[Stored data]
[Start of section]

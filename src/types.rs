// ABOUTME: Type definitions for API requests, responses, and platform documents
// ABOUTME: Includes user/file document models, the file-action enum, and space usage summaries

use chrono::{DateTime, Utc};
use serde::{Deserialize, Serialize};

/// User document as stored in the platform's users collection.
#[derive(Debug, Clone, Serialize, Deserialize)]
#[serde(rename_all = "camelCase")]
pub struct UserDoc {
    #[serde(rename = "$id")]
    pub id: String,
    pub full_name: String,
    pub email: String,
    pub avatar: String,
    pub account_id: String,
}

/// File document as stored in the platform's files collection.
#[derive(Debug, Clone, Serialize, Deserialize)]
#[serde(rename_all = "camelCase")]
pub struct FileDoc {
    #[serde(rename = "$id")]
    pub id: String,
    #[serde(rename = "$createdAt")]
    pub created_at: DateTime<Utc>,
    #[serde(rename = "$updatedAt")]
    pub updated_at: DateTime<Utc>,
    pub name: String,
    pub url: String,
    pub extension: String,
    #[serde(rename = "type")]
    pub file_type: FileType,
    pub size: u64,
    pub owner: String,
    pub account_id: String,
    pub users: Vec<String>,
    pub bucket_file_id: String,
}

#[derive(Debug, Clone, Copy, PartialEq, Eq, Serialize, Deserialize)]
#[serde(rename_all = "lowercase")]
pub enum FileType {
    Document,
    Image,
    Video,
    Audio,
    Other,
}

impl FileType {
    pub fn from_extension(extension: &str) -> Self {
        match extension.to_ascii_lowercase().as_str() {
            "pdf" | "doc" | "docx" | "txt" | "xls" | "xlsx" | "csv" | "rtf" | "ods" | "ppt"
            | "odp" | "md" | "html" | "htm" | "epub" | "pages" | "fig" | "psd" | "ai" | "indd"
            | "xd" | "sketch" => FileType::Document,
            "jpg" | "jpeg" | "png" | "gif" | "bmp" | "svg" | "webp" | "heic" => FileType::Image,
            "mp4" | "avi" | "mov" | "mkv" | "webm" => FileType::Video,
            "mp3" | "wav" | "ogg" | "flac" | "aac" | "m4a" => FileType::Audio,
            _ => FileType::Other,
        }
    }
}

/// Split a file name into its category and extension.
pub fn get_file_type(file_name: &str) -> (FileType, String) {
    let extension = file_name
        .rsplit_once('.')
        .map(|(_, ext)| ext.to_ascii_lowercase())
        .unwrap_or_default();
    if extension.is_empty() {
        return (FileType::Other, extension);
    }
    (FileType::from_extension(&extension), extension)
}

// Identity API types

#[derive(Debug, Deserialize)]
#[serde(rename_all = "camelCase")]
pub struct SendOtpRequest {
    pub email: String,
}

#[derive(Debug, Deserialize)]
#[serde(rename_all = "camelCase")]
pub struct CreateAccountRequest {
    pub full_name: String,
    pub email: String,
}

#[derive(Debug, Deserialize)]
#[serde(rename_all = "camelCase")]
pub struct SignInRequest {
    pub email: String,
}

#[derive(Debug, Serialize)]
#[serde(rename_all = "camelCase")]
pub struct AccountResponse {
    pub account_id: Option<String>,
    #[serde(skip_serializing_if = "Option::is_none")]
    pub error: Option<String>,
}

#[derive(Debug, Deserialize)]
#[serde(rename_all = "camelCase")]
pub struct VerifySecretRequest {
    pub account_id: String,
    pub password: String,
}

#[derive(Debug, Serialize)]
#[serde(rename_all = "camelCase")]
pub struct VerifySecretResponse {
    pub session_id: Option<String>,
}

// File API types

/// One mutating action against a file document. The tag picks the handler
/// statically; every variant carries the revalidation path for the UI view
/// it invalidates.
#[derive(Debug, Deserialize)]
#[serde(tag = "action", rename_all = "camelCase")]
pub enum FileActionRequest {
    #[serde(rename_all = "camelCase")]
    Rename {
        name: String,
        extension: String,
        path: String,
    },
    #[serde(rename_all = "camelCase")]
    Share { emails: Vec<String>, path: String },
    #[serde(rename_all = "camelCase")]
    Delete {
        bucket_file_id: String,
        path: String,
    },
}

#[derive(Debug, Serialize)]
#[serde(rename_all = "camelCase")]
pub struct FileActionResponse {
    pub success: bool,
    /// Opaque token naming the UI view the caller must refresh.
    pub revalidate: String,
}

#[derive(Debug, Deserialize)]
#[serde(rename_all = "camelCase")]
pub struct ListFilesParams {
    /// Comma-separated file categories, e.g. `image,video`.
    #[serde(default)]
    pub types: Option<String>,
    #[serde(default)]
    pub search_text: Option<String>,
    /// `field-order`, e.g. `$createdAt-desc` or `name-asc`.
    #[serde(default)]
    pub sort: Option<String>,
    #[serde(default)]
    pub limit: Option<u32>,
}

#[derive(Debug, Serialize)]
#[serde(rename_all = "camelCase")]
pub struct FileListResponse {
    pub total: u64,
    pub files: Vec<FileDoc>,
}

#[derive(Debug, Serialize)]
#[serde(rename_all = "camelCase")]
pub struct UploadResponse {
    pub file: FileDoc,
    pub revalidate: String,
}

#[derive(Debug, Serialize)]
#[serde(rename_all = "camelCase")]
pub struct DownloadUrlResponse {
    pub url: String,
}

// Space usage

pub const TOTAL_BUCKET_ALLOWANCE: u64 = 2 * 1024 * 1024 * 1024; // 2 GiB

#[derive(Debug, Default, Serialize)]
#[serde(rename_all = "camelCase")]
pub struct CategorySummary {
    pub size: u64,
    pub latest_date: Option<DateTime<Utc>>,
}

impl CategorySummary {
    fn add(&mut self, file: &FileDoc) {
        self.size += file.size;
        if self.latest_date.map_or(true, |d| file.updated_at > d) {
            self.latest_date = Some(file.updated_at);
        }
    }
}

#[derive(Debug, Default, Serialize)]
#[serde(rename_all = "camelCase")]
pub struct TotalSpace {
    pub document: CategorySummary,
    pub image: CategorySummary,
    pub video: CategorySummary,
    pub audio: CategorySummary,
    pub other: CategorySummary,
    pub used: u64,
    pub all: u64,
}

impl TotalSpace {
    pub fn new() -> Self {
        Self {
            all: TOTAL_BUCKET_ALLOWANCE,
            ..Self::default()
        }
    }

    pub fn add(&mut self, file: &FileDoc) {
        let category = match file.file_type {
            FileType::Document => &mut self.document,
            FileType::Image => &mut self.image,
            FileType::Video => &mut self.video,
            FileType::Audio => &mut self.audio,
            FileType::Other => &mut self.other,
        };
        category.add(file);
        self.used += file.size;
    }
}

#[cfg(test)]
mod tests {
    use super::*;
    use chrono::TimeZone;

    fn file(name: &str, size: u64, day: u32) -> FileDoc {
        let (file_type, extension) = get_file_type(name);
        let stamp = Utc.with_ymd_and_hms(2025, 6, day, 0, 0, 0).unwrap();
        FileDoc {
            id: format!("doc-{name}"),
            created_at: stamp,
            updated_at: stamp,
            name: name.to_string(),
            url: String::new(),
            extension,
            file_type,
            size,
            owner: "u1".to_string(),
            account_id: "acc1".to_string(),
            users: Vec::new(),
            bucket_file_id: format!("bucket-{name}"),
        }
    }

    #[test]
    fn categorizes_by_extension() {
        assert_eq!(get_file_type("report.PDF"), (FileType::Document, "pdf".into()));
        assert_eq!(get_file_type("photo.jpeg"), (FileType::Image, "jpeg".into()));
        assert_eq!(get_file_type("clip.mov"), (FileType::Video, "mov".into()));
        assert_eq!(get_file_type("song.flac"), (FileType::Audio, "flac".into()));
        assert_eq!(get_file_type("archive.zip"), (FileType::Other, "zip".into()));
        assert_eq!(get_file_type("Makefile"), (FileType::Other, "".into()));
    }

    #[test]
    fn total_space_sums_per_category_and_tracks_latest() {
        let mut space = TotalSpace::new();
        space.add(&file("a.pdf", 100, 1));
        space.add(&file("b.pdf", 50, 3));
        space.add(&file("c.png", 200, 2));

        assert_eq!(space.document.size, 150);
        assert_eq!(space.image.size, 200);
        assert_eq!(space.used, 350);
        assert_eq!(space.all, TOTAL_BUCKET_ALLOWANCE);
        assert_eq!(
            space.document.latest_date,
            Some(Utc.with_ymd_and_hms(2025, 6, 3, 0, 0, 0).unwrap())
        );
    }

    #[test]
    fn file_action_request_dispatches_on_tag() {
        let req: FileActionRequest = serde_json::from_value(serde_json::json!({
            "action": "rename",
            "name": "notes",
            "extension": "txt",
            "path": "/documents"
        }))
        .unwrap();
        assert!(matches!(req, FileActionRequest::Rename { .. }));

        let req: FileActionRequest = serde_json::from_value(serde_json::json!({
            "action": "delete",
            "bucketFileId": "b1",
            "path": "/"
        }))
        .unwrap();
        assert!(matches!(req, FileActionRequest::Delete { .. }));
    }

    #[test]
    fn file_doc_round_trips_platform_field_names() {
        let doc: FileDoc = serde_json::from_value(serde_json::json!({
            "$id": "d1",
            "$createdAt": "2025-06-01T00:00:00.000+00:00",
            "$updatedAt": "2025-06-02T00:00:00.000+00:00",
            "name": "a.pdf",
            "url": "https://backend.example/view",
            "extension": "pdf",
            "type": "document",
            "size": 9,
            "owner": "u1",
            "accountId": "acc1",
            "users": ["b@x.com"],
            "bucketFileId": "bf1"
        }))
        .unwrap();
        assert_eq!(doc.id, "d1");
        assert_eq!(doc.file_type, FileType::Document);
        assert_eq!(doc.users, vec!["b@x.com".to_string()]);
    }
}
// ABOUTME: Main entry point for the drivebox file-storage webapp backend
// ABOUTME: Sets up routes, shared state, and the HTTP server

use axum::{
    routing::{get, post},
    Router,
};
use std::sync::Arc;
use tokio::net::TcpListener;
use tower_http::cors::CorsLayer;
use tracing_subscriber::EnvFilter;

mod appwrite;
mod auth;
mod config;
mod error;
mod files;
mod middleware;
mod session;
mod types;


use config::Config;

#[derive(Clone)]
pub struct AppState {
    pub config: Arc<Config>,
}

pub fn app(config: Config) -> Router {
    let state = AppState {
        config: Arc::new(config),
    };

    Router::new()
        .route("/auth/otp", post(auth::send_otp))
        .route("/auth/sign-up", post(auth::create_account))
        .route("/auth/sign-in", post(auth::sign_in))
        .route("/auth/verify", post(auth::verify_secret))
        .route("/auth/sign-out", post(auth::sign_out))
        .route("/auth/me", get(auth::current_user))
        .route("/files", get(files::list_files))
        .route("/files/upload", post(files::upload_file))
        .route("/files/space", get(files::total_space_used))
        .route("/files/:file_id/actions", post(files::file_action))
        .route(
            "/storage/:bucket_file_id/download-url",
            get(files::download_url),
        )
        .layer(axum::middleware::from_fn(middleware::security_headers))
        .layer(CorsLayer::permissive())
        .with_state(state)
}

#[tokio::main]
async fn main() -> anyhow::Result<()> {
    tracing_subscriber::fmt()
        .with_env_filter(
            EnvFilter::try_from_default_env().unwrap_or_else(|_| EnvFilter::new("info")),
        )
        .init();

    let config = Config::from_env()?;
    let addr = config.bind_addr.clone();

    let listener = TcpListener::bind(&addr).await?;
    tracing::info!("listening on {}", addr);
    axum::serve(listener, app(config)).await?;
    Ok(())
}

[End of section]

● EXERCISE DETAILS: What is the number of lines in the data that contain "stamp"? Write that number and nothing else.

● TASK RESPONSE: 3